*** Opening of Input data ***

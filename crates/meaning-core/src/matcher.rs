//! SimilarityMatcher: full linear scan of the vector library under one metric.
//!
//! Every metric maps to `[0, 1]` with `1.0` meaning identical. Scoring fans out over
//! rayon once the library is larger than the parallel threshold; scores are collected in
//! library order and reduced sequentially so the result is the same either way.

use crate::error::{MeaningError, MeaningResult};
use crate::knowledge::library::LibraryEntry;
use rayon::prelude::*;
use serde::{Deserialize, Serialize};
use std::fmt;
use std::str::FromStr;
use tracing::{debug, warn};

/// Two scores within this distance are a tie; the earlier library entry wins.
pub const TIE_EPSILON: f64 = 1e-9;

/// Smoothing added to every histogram bin before normalisation.
const HISTOGRAM_EPSILON: f64 = 1e-10;

pub const DEFAULT_PARALLEL_THRESHOLD: usize = 1000;

#[derive(Debug, Clone, Copy, PartialEq, Eq, Default, Serialize, Deserialize)]
#[serde(rename_all = "snake_case")]
pub enum Metric {
    #[default]
    Cosine,
    #[serde(alias = "kl")]
    KlDivergence,
    #[serde(alias = "emd")]
    Wasserstein,
}

impl Metric {
    pub const ALL: [Metric; 3] = [Metric::Cosine, Metric::KlDivergence, Metric::Wasserstein];

    pub fn as_str(&self) -> &'static str {
        match self {
            Metric::Cosine => "cosine",
            Metric::KlDivergence => "kl_divergence",
            Metric::Wasserstein => "wasserstein",
        }
    }

    pub fn score(&self, a: &[f64], b: &[f64]) -> f64 {
        match self {
            Metric::Cosine => cosine_similarity(a, b),
            Metric::KlDivergence => 1.0 / (1.0 + kl_divergence(a, b)),
            Metric::Wasserstein => 1.0 / (1.0 + wasserstein_distance(a, b)),
        }
    }
}

impl fmt::Display for Metric {
    fn fmt(&self, f: &mut fmt::Formatter<'_>) -> fmt::Result {
        f.write_str(self.as_str())
    }
}

impl FromStr for Metric {
    type Err = MeaningError;

    fn from_str(s: &str) -> Result<Self, Self::Err> {
        match s.trim().to_ascii_lowercase().as_str() {
            "cosine" => Ok(Metric::Cosine),
            "kl_divergence" | "kl" => Ok(Metric::KlDivergence),
            "wasserstein" | "emd" => Ok(Metric::Wasserstein),
            other => Err(MeaningError::Config(format!("unknown metric '{}'", other))),
        }
    }
}

/// Cosine similarity clipped to `[0, 1]`; zero norm scores 0.0.
pub fn cosine_similarity(a: &[f64], b: &[f64]) -> f64 {
    let (dot, na, nb) = a
        .iter()
        .zip(b)
        .fold((0.0, 0.0, 0.0), |(d, x, y), (p, q)| (d + p * q, x + p * p, y + q * q));
    if na == 0.0 || nb == 0.0 {
        return 0.0;
    }
    (dot / (na.sqrt() * nb.sqrt())).clamp(0.0, 1.0)
}

/// Treat the vector as an unnormalised histogram and turn it into a distribution.
fn to_distribution(v: &[f64]) -> Vec<f64> {
    let smoothed: Vec<f64> = v.iter().map(|x| x.max(0.0) + HISTOGRAM_EPSILON).collect();
    let total: f64 = smoothed.iter().sum();
    smoothed.into_iter().map(|x| x / total).collect()
}

/// `D(p || q)` over the smoothed, normalised histograms.
pub fn kl_divergence(a: &[f64], b: &[f64]) -> f64 {
    if a.is_empty() {
        return 0.0;
    }
    let p = to_distribution(a);
    let q = to_distribution(b);
    p.iter()
        .zip(&q)
        .map(|(pi, qi)| pi * (pi / qi).ln())
        .sum::<f64>()
        .max(0.0)
}

/// 1-D earth mover's distance with dimension index as the support: the sum of absolute
/// CDF differences at unit spacing.
pub fn wasserstein_distance(a: &[f64], b: &[f64]) -> f64 {
    if a.is_empty() {
        return 0.0;
    }
    let p = to_distribution(a);
    let q = to_distribution(b);
    let mut cdf_p = 0.0;
    let mut cdf_q = 0.0;
    let mut total = 0.0;
    for (pi, qi) in p.iter().zip(&q) {
        cdf_p += pi;
        cdf_q += qi;
        total += (cdf_p - cdf_q).abs();
    }
    total
}

#[derive(Debug, Clone, PartialEq, Serialize)]
pub struct ScoredMatch {
    pub id: String,
    pub score: f64,
    /// Position in the library.
    pub index: usize,
}

/// Ranked matches plus every entry that was skipped.
#[derive(Debug, Clone, PartialEq, Serialize)]
pub struct Ranking {
    pub metric: Metric,
    pub matches: Vec<ScoredMatch>,
    #[serde(skip)]
    pub warnings: Vec<MeaningError>,
}

impl Ranking {
    pub fn best(&self) -> MeaningResult<&ScoredMatch> {
        self.matches.first().ok_or(MeaningError::EmptyLibrary)
    }
}

#[derive(Debug, Clone)]
pub struct SimilarityMatcher {
    metric: Metric,
    weights: Option<Vec<f64>>,
    parallel_threshold: usize,
}

impl Default for SimilarityMatcher {
    fn default() -> Self {
        Self::new(Metric::Cosine)
    }
}

impl SimilarityMatcher {
    pub fn new(metric: Metric) -> Self {
        Self {
            metric,
            weights: None,
            parallel_threshold: DEFAULT_PARALLEL_THRESHOLD,
        }
    }

    /// Per-dimension weights applied to both vectors before scoring. Negative weights count as 0.
    pub fn with_weights(mut self, weights: Vec<f64>) -> Self {
        self.weights = Some(weights.into_iter().map(|w| w.max(0.0)).collect());
        self
    }

    pub fn with_parallel_threshold(mut self, threshold: usize) -> Self {
        self.parallel_threshold = threshold;
        self
    }

    pub fn metric(&self) -> Metric {
        self.metric
    }

    fn weighted(&self, v: &[f64]) -> Vec<f64> {
        match &self.weights {
            Some(w) if w.len() == v.len() => v.iter().zip(w).map(|(x, w)| x * w).collect(),
            _ => v.to_vec(),
        }
    }

    /// Top `k` entries by score (`k == 0` ranks everything). Ties keep library order.
    pub fn rank(&self, query: &[f64], library: &[LibraryEntry], k: usize) -> Ranking {
        let mut warnings = Vec::new();
        let usable: Vec<(usize, &LibraryEntry)> = library
            .iter()
            .enumerate()
            .filter(|(_, entry)| {
                let ok = entry.meaning_vector.len() == query.len()
                    && entry.meaning_vector.iter().all(|x| x.is_finite());
                if !ok {
                    warn!(
                        target: "meaning::matcher",
                        id = %entry.id,
                        expected = query.len(),
                        actual = entry.meaning_vector.len(),
                        "Skipping library entry with unusable vector"
                    );
                    warnings.push(MeaningError::VectorShapeMismatch {
                        id: entry.id.clone(),
                        expected: query.len(),
                        actual: entry.meaning_vector.len(),
                    });
                }
                ok
            })
            .collect();

        let q = self.weighted(query);
        let score_one = |(_, entry): &(usize, &LibraryEntry)| {
            self.metric.score(&q, &self.weighted(&entry.meaning_vector))
        };
        let scores: Vec<f64> = if usable.len() > self.parallel_threshold {
            debug!(target: "meaning::matcher", entries = usable.len(), "Scoring library in parallel");
            usable.par_iter().map(score_one).collect()
        } else {
            usable.iter().map(score_one).collect()
        };

        let limit = if k == 0 { usable.len() } else { k.min(usable.len()) };
        let mut taken = vec![false; usable.len()];
        let mut matches = Vec::with_capacity(limit);
        for _ in 0..limit {
            let mut best: Option<usize> = None;
            for (i, score) in scores.iter().enumerate() {
                if taken[i] {
                    continue;
                }
                match best {
                    Some(b) if *score <= scores[b] + TIE_EPSILON => {}
                    _ => best = Some(i),
                }
            }
            let Some(b) = best else { break };
            taken[b] = true;
            let (index, entry) = usable[b];
            matches.push(ScoredMatch {
                id: entry.id.clone(),
                score: scores[b],
                index,
            });
        }

        Ranking {
            metric: self.metric,
            matches,
            warnings,
        }
    }

    pub fn find_best_match(
        &self,
        query: &[f64],
        library: &[LibraryEntry],
    ) -> MeaningResult<(String, f64)> {
        let ranking = self.rank(query, library, 1);
        let best = ranking.best()?;
        Ok((best.id.clone(), best.score))
    }
}

/// Unweighted top-k ranking under `metric`.
pub fn rank(query: &[f64], library: &[LibraryEntry], metric: Metric, k: usize) -> Ranking {
    SimilarityMatcher::new(metric).rank(query, library, k)
}

/// Best library entry under `metric`; `EmptyLibrary` when nothing is comparable.
pub fn find_best_match(
    query: &[f64],
    library: &[LibraryEntry],
    metric: Metric,
) -> MeaningResult<(String, f64)> {
    SimilarityMatcher::new(metric).find_best_match(query, library)
}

*** Close of Input data ***

_About this exercise_.
Write out again, exactly as they appear above, the lines from the one containing "let mut matches" to the final line, and only those.

_Exercise answer_.
        let mut matches = Vec::with_capacity(limit);
        for _ in 0..limit {
            let mut best: Option<usize> = None;
            for (i, score) in scores.iter().enumerate() {
                if taken[i] {
                    continue;
                }
                match best {
                    Some(b) if *score <= scores[b] + TIE_EPSILON => {}
                    _ => best = Some(i),
                }
            }
            let Some(b) = best else { break };
            taken[b] = true;
            let (index, entry) = usable[b];
            matches.push(ScoredMatch {
                id: entry.id.clone(),
                score: scores[b],
                index,
            });
        }

        Ranking {
            metric: self.metric,
            matches,
            warnings,
        }
    }

    pub fn find_best_match(
        &self,
        query: &[f64],
        library: &[LibraryEntry],
    ) -> MeaningResult<(String, f64)> {
        let ranking = self.rank(query, library, 1);
        let best = ranking.best()?;
        Ok((best.id.clone(), best.score))
    }
}

/// Unweighted top-k ranking under `metric`.
pub fn rank(query: &[f64], library: &[LibraryEntry], metric: Metric, k: usize) -> Ranking {
    SimilarityMatcher::new(metric).rank(query, library, k)
}

/// Best library entry under `metric`; `EmptyLibrary` when nothing is comparable.
pub fn find_best_match(
    query: &[f64],
    library: &[LibraryEntry],
    metric: Metric,
) -> MeaningResult<(String, f64)> {
    SimilarityMatcher::new(metric).find_best_match(query, library)
}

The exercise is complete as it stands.